With the Coronavirus social distancing restrictions affecting everyone, many stuck at home are giving their time and using their skills to help local health authorities in the fight against Coronavirus.
The two Costa Blanca municipalities both have a strong tradition in the haberdashery and leather industries, and the Mayor of Petrer, Irene Navarro, has recognised the solidarity and efforts of those who managed to sew over 3,500 masks in one weekend.
Among them is a family of ‘aparadoras’ (shoe-makers) whose efforts have gone viral, thanks to their photographer son, Juan Membrive.
Local hospitals had given the material needed to make masks, and Juan set about recording images of his mother and others making the masks in their home workshop.

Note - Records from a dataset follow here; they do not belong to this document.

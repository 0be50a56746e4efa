//! Deterministic, zero-dependency binary encoding for on-disk persistence.
//!
//! This module provides the [`Encode`] and [`Decode`] traits that replace
//! external serialization libraries (e.g. bincode) with a hand-written,
//! byte-stable wire format.  Because AeternusDB owns this format, the
//! on-disk representation **never** changes due to a dependency upgrade.
//!
//! # Wire format
//!
//! | Rust type          | Encoding                                     |
//! |--------------------|----------------------------------------------|
//! | `u8`               | 1 byte                                       |
//! | `u16`              | 2 bytes, little-endian                       |
//! | `u32`              | 4 bytes, little-endian                       |
//! | `u64`              | 8 bytes, little-endian                       |
//! | `i64`              | 8 bytes, little-endian                       |
//! | `bool`             | 1 byte (`0x00` = false, `0x01` = true)       |
//! | `[u8; N]`          | `N` raw bytes (fixed-size, no length prefix) |
//! | `Vec<u8>` / bytes  | `[u32 len][bytes]`                           |
//! | `String`           | `[u32 len][utf-8 bytes]`                     |
//! | `PathBuf`          | `[u32 len][raw bytes]`                       |
//! | `Option<T>`        | `[u8 tag: 0=None, 1=Some][T if Some]`        |
//! | `Vec<T>`           | `[u32 count][T₁][T₂]…`                      |
//! | `enum`             | `[u32 variant][fields…]` (hand-written)      |
//!
//! All multi-byte integers are **little-endian**.  Lengths and counts
//! are encoded as `u32`, limiting individual items to 4 GiB.
//!
//! # Safety limits
//!
//! To prevent denial-of-service via crafted inputs, all variable-length
//! decoders enforce upper bounds:
//!
//! - [`MAX_BYTE_LEN`]: maximum byte length for `Vec<u8>`, `String`, `PathBuf`
//!   (default: 256 MiB).
//! - [`MAX_VEC_ELEMENTS`]: maximum element count for `Vec<T>` (default: 16 M).
//!
//! # Zero-panic guarantee
//!
//! No function in this module uses `unwrap()`, `expect()`, or any other
//! panicking path.  All errors are propagated via [`EncodingError`].
//!
//! # Convenience helpers
//!
//! ```rust,ignore
//! use aeternusdb::encoding::{encode_to_vec, decode_from_slice};
//!
//! let bytes = encode_to_vec(&my_struct)?;
//! let (decoded, consumed) = decode_from_slice::<MyStruct>(&bytes)?;
//! ```


use std::ffi::OsStr;
use std::os::unix::ffi::OsStrExt;
use std::path::PathBuf;

use thiserror::Error;

// ------------------------------------------------------------------------------------------------
// Safety limits
// ------------------------------------------------------------------------------------------------

/// Maximum byte length for a single `Vec<u8>`, `String`, or `PathBuf`
/// during decoding (256 MiB).
///
/// Any decoded length field exceeding this value is rejected immediately,
/// preventing allocation bombs from corrupted or malicious data.
pub const MAX_BYTE_LEN: u32 = 256 * 1024 * 1024;

/// Maximum element count for `Vec<T>` (non-`u8`) during decoding (16 M).
///
/// This prevents allocation bombs when decoding vectors of structs.
pub const MAX_VEC_ELEMENTS: u32 = 16 * 1024 * 1024;

// ------------------------------------------------------------------------------------------------
// Error type
// ------------------------------------------------------------------------------------------------

/// Errors produced during encoding or decoding.
#[derive(Debug, Error)]
pub enum EncodingError {
    /// The buffer ran out of bytes before decoding completed.
    #[error("unexpected end of buffer (need {needed} bytes, have {available})")]
    UnexpectedEof {
        /// Bytes required to continue decoding.
        needed: usize,
        /// Bytes actually remaining.
        available: usize,
    },

    /// An enum discriminant was not recognised.
    #[error("invalid tag {tag} for {type_name}")]
    InvalidTag {
        /// The tag value that was read.
        tag: u32,
        /// The Rust type being decoded.
        type_name: &'static str,
    },

    /// A bool field contained a byte other than `0x00` or `0x01`.
    #[error("invalid bool byte: 0x{0:02X} (expected 0x00 or 0x01)")]
    InvalidBool(u8),

    /// A byte-sequence decoded as a string was not valid UTF-8.
    #[error("invalid UTF-8: {0}")]
    InvalidUtf8(#[from] std::string::FromUtf8Error),

    /// A length or count exceeded its safety limit.
    #[error("length overflow: {0}")]
    LengthOverflow(String),

    /// Application-level decode error.
    #[error("{0}")]
    Custom(String),
}

// ------------------------------------------------------------------------------------------------
// Core traits
// ------------------------------------------------------------------------------------------------

/// Serialize `self` into a byte buffer.
///
/// Implementations **must** produce deterministic output: the same
/// logical value always yields the exact same byte sequence.
///
/// Returns `Err` if a value cannot be represented in the wire format
/// (e.g. a `Vec<u8>` longer than `u32::MAX` bytes).
pub trait Encode {
    /// Append the encoded representation of `self` to `buf`.
    fn encode_to(&self, buf: &mut Vec<u8>) -> Result<(), EncodingError>;
}

/// Deserialize a value from a byte slice.
///
/// Returns `(value, bytes_consumed)` on success so that callers can
/// advance a cursor through a buffer containing multiple encoded items.
pub trait Decode: Sized {
    /// Decode one value starting at `buf[0]`.
    fn decode_from(buf: &[u8]) -> Result<(Self, usize), EncodingError>;
}

// ------------------------------------------------------------------------------------------------
// Convenience functions
// ------------------------------------------------------------------------------------------------

/// Encode a value into a freshly-allocated `Vec<u8>`.
pub fn encode_to_vec<T: Encode>(value: &T) -> Result<Vec<u8>, EncodingError> {
    let mut buf = Vec::new();
    value.encode_to(&mut buf)?;
    Ok(buf)
}

/// Decode a value from the beginning of `buf`.
///
/// Returns `(value, bytes_consumed)`.
pub fn decode_from_slice<T: Decode>(buf: &[u8]) -> Result<(T, usize), EncodingError> {
    T::decode_from(buf)
}
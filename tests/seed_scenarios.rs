use std::sync::Arc;

use aeternusdb::config::EngineConfig;
use aeternusdb::crypto::{Crypto, EncryptionMode};
use aeternusdb::engine::utils::Entry;
use aeternusdb::engine::{Engine, EngineError};
use aeternusdb::envelope::EnvelopeError;
use aeternusdb::sstable::SSTable;
use tempfile::tempdir;

fn config_with_key(key: [u8; 32]) -> EngineConfig {
    let mut config = EngineConfig::default();
    config.encryption_key = Some(key);
    config
}

/// S1 — writes survive a close/reopen cycle by replaying the WAL.
#[test]
fn s1_wal_replay_recovers_unflushed_writes() {
    let dir = tempdir().unwrap();
    let key = [101u8; 32];

    {
        let engine = Engine::open(dir.path(), config_with_key(key)).unwrap();
        engine.put(b"k1".to_vec(), b"v1".to_vec()).unwrap();
        engine.put(b"k2".to_vec(), b"v2".to_vec()).unwrap();
        engine.close().unwrap();
    }

    let reopened = Engine::open(dir.path(), config_with_key(key)).unwrap();
    assert_eq!(reopened.get(b"k1".to_vec()).unwrap(), Some(b"v1".to_vec()));
    assert_eq!(reopened.get(b"k2".to_vec()).unwrap(), Some(b"v2".to_vec()));
}

/// S2 — flushing 10,000 keys publishes exactly one SSTable, atomically,
/// and every key remains readable afterward.
#[test]
fn s2_bulk_flush_publishes_one_sstable_atomically() {
    let dir = tempdir().unwrap();
    let key = [102u8; 32];
    let engine = Engine::open(dir.path(), config_with_key(key)).unwrap();

    for i in 0..10_000u32 {
        engine
            .put(format!("key-{i:05}").into_bytes(), format!("value-{i}").into_bytes())
            .unwrap();
    }
    engine.flush().unwrap();

    let entries: Vec<_> = std::fs::read_dir(dir.path()).unwrap().filter_map(|e| e.ok()).collect();
    let sst_files: Vec<_> = entries
        .iter()
        .filter(|e| e.file_name().to_string_lossy().starts_with("sst_"))
        .collect();
    let tmp_files: Vec<_> = entries
        .iter()
        .filter(|e| e.file_name().to_string_lossy().contains(".tmp"))
        .collect();

    assert_eq!(sst_files.len(), 1, "expected exactly one sstable, found {sst_files:?}");
    assert!(tmp_files.is_empty(), "expected no leftover temp files, found {tmp_files:?}");

    for i in 0..10_000u32 {
        let got = engine.get(format!("key-{i:05}").into_bytes()).unwrap();
        assert_eq!(got, Some(format!("value-{i}").into_bytes()));
    }
}

/// S3 — a custody chain built across three officers survives export and
/// import into a fresh database with its hash chain and root intact.
#[test]
fn s3_custody_chain_round_trips_through_export_and_import() {
    let src_dir = tempdir().unwrap();
    let dst_dir = tempdir().unwrap();
    let export_path = src_dir.path().join("envelope-export.json");

    let src_engine = Engine::open(src_dir.path(), config_with_key([103u8; 32])).unwrap();
    src_engine
        .create_envelope("case-001", b"evidence payload".to_vec(), "officer-A")
        .unwrap();
    src_engine
        .append_custody_event("case-001", "officer-B", "transfer", "moved to cold storage")
        .unwrap();
    src_engine
        .append_custody_event("case-001", "officer-C", "review", "reviewed for chain of custody")
        .unwrap();
    src_engine
        .append_custody_event("case-001", "officer-D", "archive", "archived pending trial")
        .unwrap();

    src_engine.export_envelope("case-001", &export_path).unwrap();

    let dst_engine = Engine::open(dst_dir.path(), config_with_key([104u8; 32])).unwrap();
    let imported = dst_engine.import_envelope(&export_path).unwrap();

    assert_eq!(imported.custody_ledger.len(), 4);
    for (i, event) in imported.custody_ledger.iter().enumerate() {
        assert_eq!(event.sequence, i as u64 + 1);
    }
    for pair in imported.custody_ledger.windows(2) {
        assert_eq!(pair[1].prev_hash, pair[0].event_hash);
    }

    let report = dst_engine.verify_envelope("case-001").unwrap();
    assert!(report.ok);
    assert_eq!(report.recomputed_ledger_root, imported.integrity.ledger_root);
}

/// S4 — tampering with a custody note after export is caught on import
/// and verification, pinpointing the broken position.
#[test]
fn s4_tampered_custody_note_breaks_the_chain_at_its_position() {
    let src_dir = tempdir().unwrap();
    let dst_dir = tempdir().unwrap();
    let export_path = src_dir.path().join("envelope-export.json");

    let src_engine = Engine::open(src_dir.path(), config_with_key([105u8; 32])).unwrap();
    src_engine
        .create_envelope("case-002", b"evidence payload".to_vec(), "officer-A")
        .unwrap();
    src_engine
        .append_custody_event("case-002", "officer-B", "transfer", "moved to cold storage")
        .unwrap();
    src_engine
        .append_custody_event("case-002", "officer-C", "review", "reviewed for chain of custody")
        .unwrap();
    src_engine.export_envelope("case-002", &export_path).unwrap();

    let raw = std::fs::read_to_string(&export_path).unwrap();
    let mut envelope: aeternusdb::envelope::Envelope = serde_json::from_str(&raw).unwrap();
    envelope.custody_ledger[1].notes = "tampered note".to_string();
    std::fs::write(&export_path, serde_json::to_vec_pretty(&envelope).unwrap()).unwrap();

    let dst_engine = Engine::open(dst_dir.path(), config_with_key([106u8; 32])).unwrap();
    dst_engine.import_envelope(&export_path).unwrap();

    let err = dst_engine.verify_envelope("case-002").unwrap_err();
    match err {
        EngineError::Envelope(EnvelopeError::LedgerChainBroken { position, .. }) => {
            assert_eq!(position, 1);
        }
        other => panic!("expected LedgerChainBroken at position 1, got {other:?}"),
    }
}

/// S5 — reopening with the wrong master key is rejected without touching
/// `master.key`/`key.marker`; reopening with the right key still works.
#[test]
fn s5_wrong_master_key_is_rejected_and_leaves_key_material_untouched() {
    let dir = tempdir().unwrap();
    let k1 = [107u8; 32];
    let k2 = [108u8; 32];

    {
        let engine = Engine::open(dir.path(), config_with_key(k1)).unwrap();
        engine.put(b"k".to_vec(), b"v".to_vec()).unwrap();
        engine.close().unwrap();
    }

    let marker_path = dir.path().join("key.marker");
    let master_key_path = dir.path().join("master.key");
    let marker_before = std::fs::read(&marker_path).unwrap();
    let master_key_before = std::fs::read(&master_key_path).unwrap();

    let err = Engine::open(dir.path(), config_with_key(k2)).unwrap_err();
    assert!(matches!(err, EngineError::WrongMasterKey));

    assert_eq!(std::fs::read(&marker_path).unwrap(), marker_before);
    assert_eq!(std::fs::read(&master_key_path).unwrap(), master_key_before);

    let reopened = Engine::open(dir.path(), config_with_key(k1)).unwrap();
    assert_eq!(reopened.get(b"k".to_vec()).unwrap(), Some(b"v".to_vec()));
}

/// S6 — repairing an SSTable with a corrupted tail recovers every entry
/// written before the corruption.
#[test]
fn s6_sstable_repair_recovers_entries_before_corruption() {
    let dir = tempdir().unwrap();
    let good_path = dir.path().join("sst_good.db");
    let repaired_path = dir.path().join("sst_repaired.db");
    let crypto = Arc::new(Crypto::new(EncryptionMode::Standard, &[109u8; 32]));

    let source = vec![
        Entry::new_put(b"alpha".to_vec(), b"1".to_vec(), 1_000, 0),
        Entry::new_put(b"bravo".to_vec(), b"2".to_vec(), 1_001, 0),
        Entry::new_put(b"charlie".to_vec(), b"3".to_vec(), 1_002, 0),
    ];
    SSTable::build(&good_path, source.clone(), Arc::clone(&crypto), 10).unwrap();

    let mut bytes = std::fs::read(&good_path).unwrap();
    let corrupt_from = bytes.len().saturating_sub(20);
    for b in &mut bytes[corrupt_from..] {
        *b ^= 0xFF;
    }
    std::fs::write(&good_path, &bytes).unwrap();

    let recovered = SSTable::repair(&good_path, &repaired_path, Arc::clone(&crypto), 10).unwrap();
    assert!(recovered >= 2, "expected at least 2 recovered entries, got {recovered}");

    let repaired = SSTable::open(&repaired_path, crypto).unwrap();
    let first = repaired.get(&source[0].key).unwrap().expect("first entry recoverable");
    assert_eq!(first.value, source[0].value);
}
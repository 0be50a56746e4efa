//! Write-Ahead Logging (WAL) Module
//!
//! A durable, append-only, **encrypted** write-ahead log. Every [`Entry`]
//! is AEAD-sealed before it touches disk, using the same cipher and AAD
//! binding as the SSTable data region (see [`crate::record`]), so a WAL
//! file and an SSTable's data region are byte-for-byte interchangeable in
//! framing.
//!
//! ## On-disk layout
//!
//! There is **no per-file header** — the active file and every archived
//! segment are simply a back-to-back sequence of [`crate::record::RawRecord`]
//! values:
//!
//! ```text
//! [REC_BYTES][REC_BYTES][REC_BYTES]...
//! ```
//!
//! Each record is self-describing (its own internal length fields), so
//! replay needs no outer length prefix or record count.
//!
//! ## Rotation and retention
//!
//! The active segment lives at `<dir>/wal.log`. [`Wal::rotate_now`] closes
//! it, moves it to `<dir>/wal_archive/wal_<unix_nanos>.log`, and opens a
//! fresh active file. Rotation fires on (a) a configured size threshold,
//! (b) a configured elapsed-time interval, or (c) an explicit call.
//! Retention then deletes the oldest archived segments until at most
//! `max_files` remain and the archive directory is at most `max_total_bytes`.
//!
//! ## Concurrency model
//!
//! - WAL access is synchronized via `Arc<Mutex<WalInner>>`.
//! - A background timer thread flushes the write buffer on an interval,
//!   contending the same mutex as foreground appenders.
//! - [`Wal`]'s `Drop` impl best-effort flushes outstanding buffered bytes.


use std::ffi::OsStr;
use std::fs::{self, File, OpenOptions};
use std::io::{self, Write};
use std::path::{Path, PathBuf};
use std::sync::{Arc, Mutex};
use std::thread::JoinHandle;
use std::time::{Duration, Instant};

use thiserror::Error;
use tracing::{debug, trace, warn};

use crate::crypto::{self, Crypto, CryptoError};
use crate::encoding::{self, Decode, EncodingError};
use crate::engine::utils::Entry;
use crate::record::RawRecord;

/// Default buffered-write threshold before a forced flush (10 MiB).
pub const DEFAULT_BUFFER_SIZE: usize = 10 * 1024 * 1024;

/// Default interval for the background flush timer.
pub const DEFAULT_SYNC_INTERVAL: Duration = Duration::from_secs(1);

const ACTIVE_FILE_NAME: &str = "wal.log";
const ARCHIVE_DIR_NAME: &str = "wal_archive";

/// Errors returned by WAL operations.
#[derive(Debug, Error)]
#[non_exhaustive]
pub enum WalError {
    /// Underlying I/O error.
    #[error("I/O error: {0}")]
    Io(#[from] io::Error),

    /// Encoding / decoding error.
    #[error("Encoding error: {0}")]
    Encoding(#[from] EncodingError),

    /// AEAD seal/open failure.
    #[error("crypto error: {0}")]
    Crypto(#[from] CryptoError),

    /// A record failed to open under the configured master key during
    /// replay. Fatal — replay stops immediately.
    #[error("wrong key during WAL replay")]
    WrongKeyAtReplay,

    /// Internal consistency or locking error.
    #[error("internal error: {0}")]
    Internal(String),
}

/// Rotation and retention tunables for a [`Wal`].
#[derive(Debug, Clone)]
pub struct WalRotationConfig {
    /// Rotate once the active file reaches this many bytes. `None` disables
    /// size-triggered rotation.
    pub size_bytes: Option<u64>,
    /// Rotate once this much time has elapsed since the active segment was
    /// opened. `None` disables interval-triggered rotation.
    pub interval: Option<Duration>,
    /// Keep at most this many archived segments (oldest deleted first).
    pub max_files: Option<usize>,
    /// Keep the archive directory under this many total bytes (oldest
    /// deleted first).
    pub max_total_bytes: Option<u64>,
}

impl Default for WalRotationConfig {
    fn default() -> Self {
        Self {
            size_bytes: Some(64 * 1024 * 1024),
            interval: None,
            max_files: Some(16),
            max_total_bytes: None,
        }
    }
}

/// Counters describing the current archive directory contents.
#[derive(Debug, Clone, Copy, Default)]
pub struct ArchiveStats {
    /// Number of archived segment files.
    pub file_count: usize,
    /// Total bytes across all archived segment files.
    pub total_bytes: u64,
}

struct WalInner {
    active_file: File,
    active_path: PathBuf,
    dir: PathBuf,
    archive_dir: PathBuf,
    buffer: Vec<u8>,
    active_file_size: u64,
    segment_opened_at: Instant,
    last_flush_at: Instant,
}

impl WalInner {
    fn flush_locked(&mut self) -> Result<(), WalError> {
        if self.buffer.is_empty() {
            return Ok(());
        }
        self.active_file.write_all(&self.buffer)?;
        self.active_file.sync_all()?;
        self.active_file_size += self.buffer.len() as u64;
        self.buffer.clear();
        self.last_flush_at = Instant::now();
        Ok(())
    }
}

/// A durable, encrypted, thread-safe write-ahead log.
pub struct Wal {
    inner: Arc<Mutex<WalInner>>,
    crypto: Arc<Crypto>,
    buffer_size: usize,
    rotation: WalRotationConfig,
    shutdown: Option<crossbeam::channel::Sender<()>>,
    flush_thread: Option<JoinHandle<()>>,
}

impl std::fmt::Debug for Wal {
    fn fmt(&self, f: &mut std::fmt::Formatter<'_>) -> std::fmt::Result {
        f.debug_struct("Wal")
            .field("buffer_size", &self.buffer_size)
            .field("rotation", &self.rotation)
            .finish_non_exhaustive()
    }
}

impl Wal {
    /// Open (or create) the WAL rooted at `dir`: `<dir>/wal.log` is the
    /// active segment, `<dir>/wal_archive/` holds rotated segments.
    pub fn open(
        dir: impl AsRef<Path>,
        crypto: Arc<Crypto>,
        buffer_size: usize,
        sync_interval: Duration,
        rotation: WalRotationConfig,
    ) -> Result<Self, WalError> {
        let dir = dir.as_ref().to_path_buf();
        fs::create_dir_all(&dir)?;
        let archive_dir = dir.join(ARCHIVE_DIR_NAME);
        fs::create_dir_all(&archive_dir)?;

        let active_path = dir.join(ACTIVE_FILE_NAME);
        let active_file = OpenOptions::new()
            .create(true)
            .read(true)
            .append(true)
            .open(&active_path)?;
        let active_file_size = active_file.metadata()?.len();

        debug!(path = %active_path.display(), size = active_file_size, "WAL opened");

        let inner = WalInner {
            active_file,
            active_path,
            dir,
            archive_dir,
            buffer: Vec::with_capacity(buffer_size.min(1024 * 1024)),
            active_file_size,
            segment_opened_at: Instant::now(),
            last_flush_at: Instant::now(),
        };

        let inner = Arc::new(Mutex::new(inner));
        let (shutdown_tx, shutdown_rx) = crossbeam::channel::bounded(0);
        let flush_thread = spawn_flush_timer(Arc::clone(&inner), sync_interval, shutdown_rx);

        Ok(Self {
            inner,
            crypto,
            buffer_size,
            rotation,
            shutdown: Some(shutdown_tx),
            flush_thread: Some(flush_thread),
        })
    }

    /// Seal and append `entry`. Flushes immediately if the buffer has
    /// reached `buffer_size`; otherwise the write is picked up by the next
    /// timer tick or an explicit [`Wal::flush`].
    pub fn append(&self, entry: &Entry) -> Result<(), WalError> {
        let aad = crypto::entry_aad(&entry.key, entry.timestamp, 0, entry.deleted);
        let (nonce, ciphertext) = self.crypto.seal(&entry.value, &aad)?;
        let raw = RawRecord {
            key: entry.key.clone(),
            nonce,
            ciphertext,
            timestamp: entry.timestamp,
            deleted: entry.deleted,
            checksum: entry.checksum(),
        };
        let bytes = encoding::encode_to_vec(&raw)?;

        let should_rotate = {
            let mut guard = self.lock()?;
            guard.buffer.extend_from_slice(&bytes);

            let should_flush = guard.buffer.len() >= self.buffer_size;
            if should_flush {
                guard.flush_locked()?;
            }

            let size_trip = self
                .rotation
                .size_bytes
                .is_some_and(|limit| guard.active_file_size >= limit);
            let interval_trip = self
                .rotation
                .interval
                .is_some_and(|iv| guard.segment_opened_at.elapsed() >= iv);
            size_trip || interval_trip
        };

        if should_rotate {
            self.rotate_now()?;
        }

        trace!(key_len = entry.key.len(), "WAL entry appended");
        Ok(())
    }

    /// Force any buffered bytes to disk now.
    pub fn flush(&self) -> Result<(), WalError> {
        self.lock()?.flush_locked()
    }

    /// Stream every [`Entry`] from all current WAL files — archived
    /// segments oldest-first, then the active segment — invoking `visitor`
    /// in append order. A truncated trailing record is discarded silently;
    /// an AEAD open failure is fatal ([`WalError::WrongKeyAtReplay`]).
    pub fn replay(
        &self,
        mut visitor: impl FnMut(Entry) -> Result<(), WalError>,
    ) -> Result<(), WalError> {
        self.flush()?;

        for path in self.replay_file_order()? {
            let bytes = fs::read(&path)?;
            let mut offset = 0usize;

            while offset < bytes.len() {
                let raw = match RawRecord::decode_from(&bytes[offset..]) {
                    Ok((raw, consumed)) => {
                        offset += consumed;
                        raw
                    }
                    Err(EncodingError::UnexpectedEof { .. }) => {
                        warn!(path = %path.display(), offset, "WAL tail record truncated, discarding");
                        break;
                    }
                    Err(e) => return Err(WalError::Encoding(e)),
                };

                let aad = crypto::entry_aad(&raw.key, raw.timestamp, 0, raw.deleted);
                let plaintext = self.crypto.open(&raw.nonce, &raw.ciphertext, &aad).map_err(
                    |_| WalError::WrongKeyAtReplay,
                )?;

                let entry = Entry {
                    key: raw.key,
                    value: plaintext,
                    timestamp: raw.timestamp,
                    expires_at: 0,
                    deleted: raw.deleted,
                };

                visitor(entry)?;
            }
        }

        Ok(())
    }

    /// Atomically close the active segment, move it into the archive
    /// directory, and open a fresh active file. Then enforces retention.
    pub fn rotate_now(&self) -> Result<(), WalError> {
        let archived_path = {
            let mut guard = self.lock()?;
            guard.flush_locked()?;

            let nanos = std::time::SystemTime::now()
                .duration_since(std::time::UNIX_EPOCH)
                .unwrap_or_default()
                .as_nanos();
            let archived_path = guard.archive_dir.join(format!("wal_{nanos}.log"));

            fs::rename(&guard.active_path, &archived_path)?;

            let fresh_file = OpenOptions::new()
                .create(true)
                .read(true)
                .append(true)
                .open(&guard.active_path)?;
            guard.active_file = fresh_file;
            guard.active_file_size = 0;
            guard.segment_opened_at = Instant::now();

            debug!(path = %archived_path.display(), "WAL rotated");
            archived_path
        };
        let _ = archived_path;

        self.enforce_retention()
    }

    /// Current archive directory contents.
    pub fn archive_stats(&self) -> Result<ArchiveStats, WalError> {
        let guard = self.lock()?;
        let mut file_count = 0usize;
        let mut total_bytes = 0u64;
        for entry in fs::read_dir(&guard.archive_dir)? {
            let entry = entry?;
            if entry.file_type()?.is_file() {
                file_count += 1;
                total_bytes += entry.metadata()?.len();
            }
        }
        Ok(ArchiveStats {
            file_count,
            total_bytes,
        })
    }

    /// Current on-disk size of the active segment (excluding unflushed
    /// buffered bytes).
    pub fn active_file_size(&self) -> Result<u64, WalError> {
        Ok(self.lock()?.active_file_size)
    }

    fn lock(&self) -> Result<std::sync::MutexGuard<'_, WalInner>, WalError> {
        self.inner
            .lock()
            .map_err(|_| WalError::Internal("WAL mutex poisoned".into()))
    }

    fn replay_file_order(&self) -> Result<Vec<PathBuf>, WalError> {
        let guard = self.lock()?;
        let mut archived = list_archive_files(&guard.archive_dir)?;
        archived.sort_by_key(|(nanos, _)| *nanos);
        let mut paths: Vec<PathBuf> = archived.into_iter().map(|(_, p)| p).collect();
        paths.push(guard.active_path.clone());
        Ok(paths)
    }

    fn enforce_retention(&self) -> Result<(), WalError> {
        let archive_dir = self.lock()?.archive_dir.clone();
        let mut files = list_archive_files(&archive_dir)?;
        files.sort_by_key(|(nanos, _)| *nanos);

        if let Some(max_files) = self.rotation.max_files {
            while files.len() > max_files {
                let (_, oldest) = files.remove(0);
                fs::remove_file(&oldest)?;
                debug!(path = %oldest.display(), "WAL archive evicted (file count retention)");
            }
        }

        if let Some(max_total_bytes) = self.rotation.max_total_bytes {
            let mut total: u64 = files
                .iter()
                .map(|(_, p)| fs::metadata(p).map(|m| m.len()).unwrap_or(0))
                .sum();
            let mut idx = 0;
            while total > max_total_bytes && idx < files.len() {
                let (_, oldest) = &files[idx];
                let size = fs::metadata(oldest).map(|m| m.len()).unwrap_or(0);
                fs::remove_file(oldest)?;
                debug!(path = %oldest.display(), "WAL archive evicted (byte retention)");
                total = total.saturating_sub(size);
                idx += 1;
            }
        }

        Ok(())
    }
}

impl Drop for Wal {
    fn drop(&mut self) {
        if let Some(tx) = self.shutdown.take() {
            let _ = tx.send(());
        }
        if let Some(handle) = self.flush_thread.take() {
            let _ = handle.join();
        }
        if let Ok(mut guard) = self.inner.lock() {
            let _ = guard.flush_locked();
        }
    }
}

fn spawn_flush_timer(
    inner: Arc<Mutex<WalInner>>,
    interval: Duration,
    shutdown: crossbeam::channel::Receiver<()>,
) -> JoinHandle<()> {
    std::thread::spawn(move || loop {
        match shutdown.recv_timeout(interval) {
            Ok(()) | Err(crossbeam::channel::RecvTimeoutError::Disconnected) => {
                if let Ok(mut guard) = inner.lock() {
                    let _ = guard.flush_locked();
                }
                return;
            }
            Err(crossbeam::channel::RecvTimeoutError::Timeout) => {
                if let Ok(mut guard) = inner.lock() {
                    let _ = guard.flush_locked();
                }
            }
        }
    })
}

/// List `(unix_nanos, path)` pairs for every `wal_<nanos>.log` file in
/// `archive_dir`.
fn list_archive_files(archive_dir: &Path) -> Result<Vec<(u128, PathBuf)>, WalError> {
    let mut out = Vec::new();
    if !archive_dir.exists() {
        return Ok(out);
    }
    for entry in fs::read_dir(archive_dir)? {
        let entry = entry?;
        let path = entry.path();
        if let Some(nanos) = parse_archive_nanos(&path) {
            out.push((nanos, path));
        }
    }
    Ok(out)
}

fn parse_archive_nanos(path: &Path) -> Option<u128> {
    let name = path.file_name().and_then(OsStr::to_str)?;
    name.strip_prefix("wal_")
        .and_then(|s| s.strip_suffix(".log"))
        .and_then(|s| s.parse::<u128>().ok())
}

After they’d made 160 masks on the first day, neighbouring families joined in and 3,500 were made over a weekend.
“You can make a unit in two or three minutes with a little skill,” says mother Maria Luisa del Amo, after watching a tutorial online.
Son, Juan, owns the family footwear business, where a team of eight normally only make shoes for the Moors and Christians festivals.
Maria blames Juan for the publicity, “He took photos of us, and when he uploaded them to social networks, we immediately went viral.”
Similarly conscientious people across Spain contacted the family, asking how the masks can be made so quickly.
Juan lamented that, “people are doing more than the big companies” and asked why manufacturers don’t do the same.
He told La Vanguardia, “with their machines they take 20 seconds to make a mask; in three days they could manufacture 80 million – but in the end, it is the townspeople who help.”
On Friday, Mayor Navarro admitted, “several companies have contacted us to collaborate.”
Material is already being provided by one local textile firm, with an Elda company offering a service to sterilise up to 8,000 units in a matter of hours.
She concluded by officially recognising the ‘aparadoras’, “who have been so supportive, a group that has spent years claiming the dignity of their trade and the recognition of their labour rights, since many work in precarious conditions, with endless working hours.”